Ты знаешь, мне даже твой друг Николай Ф. сказал, что, может быть, ты меня не любил и раньше, уже не говоря о настоящем.
(Далее шесть строк густо зачёркнуты.)
В общем, всё, но ты, я думаю, не упадёшь духом – ведь ты так уверен в себе.
Желаю счастья!
Галя.
(ЭТО ГОВОРИТ МОЁ САМОЛЮБИЕ.)»
2) «Здравствуй, милый!
Я уже не надеялась, что ты мне напишешь – ну разве можно так долго не писать!
У меня всё превосходно. Сегодня двум юношам отказала в дружбе. Вот видишь, какая я честная.
А ты ловко действуешь: начал своё письмо с упрёков в мой адрес, а ведь я должна, по идее, не писать тебе, но уж очень я тебя люблю, мой дорогой, а ты меня, видно, не очень – даже не написал “целую”. Эх ты!
Ты там поменьше ходи по ресторанам и не заглядывай очень-то на девочек, а учи билеты и сдавай экзамены. Да, домой вернулась твоя обожаемая Надя Д.: представь себе, завалила историю…
Ты знаешь, у меня всё чаще и чаще возникает мысль, что ты там встретил какую-нибудь девушку или понял, что любишь Раю, Галю Ч. или Надю…
Я сегодня встала в 12 часов дня, и у меня уже письмо от тебя лежит – вот как хорошо!
Ты бы знал, как я по тебе соскучилась!!!
Высылаю тебе фото (правда, плохо вышла, но ничего).

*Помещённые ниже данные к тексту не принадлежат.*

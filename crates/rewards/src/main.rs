use anyhow::{Context, Result};
use dotenv::dotenv;
use rewards::{handler::AppRouter, state::AppState};
use shared::{config::Config, utils::Logger};
use tracing::info;

#[tokio::main]
async fn main() -> Result<()> {
    dotenv().ok();

    let config = Config::init().context("Failed to load configuration")?;

    let logger = Logger::new("api", config.is_dev);

    let state = AppState::new(&config)
        .await
        .context("Failed to create AppState")?;

    info!("🚀 Reward service starting on port {}", config.port);

    AppRouter::serve(config.port, state)
        .await
        .context("Failed to start server")?;

    info!("Shutting down servers...");
    logger.shutdown();

    Ok(())
}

Целую тебя крепко-крепко! До свидания.
Твоя Галя.
(ЭТО ГОВОРИТ МОЯ ЛЮБОВЬ.)»
Сдав все экзамены, но не пройдя в университет по конкурсу, я вернулся, у нас были счастливые дни и вечера, а потом и та сумасшедшая новогодняя ночь. А вскоре я, получив отсрочку от армии по здоровью, зачем-то уехал на другой край земли, в Ворошиловград (ныне вновь Луганск), жил там несколько месяцев и получал от Галочки письма. И всё время в них был какой-то надрыв, какая-то нервозность, ревность, беспокойство. Вот одно из той поры, характерное:
«Здравствуй, Коля!
Я привыкла, что на мои письма отвечают сразу, а если ты не хочешь, то можешь вообще не отвечать. Если ты меня не любишь и понял это поздно, то нужно было не писать мне – я тебя не просила. Ты, я думаю, уже познакомился с какой-нибудь глупой девчонкой вроде меня. Обо мне тоже не беспокойся: после твоего отъезда мне двое предлагали дружить (один учится в школе, а другой уже нет), и я на танцах познакомилась с Сашей из Абакана… Но я думаю, что тебя это не волнует и не буду вдаваться в подробности.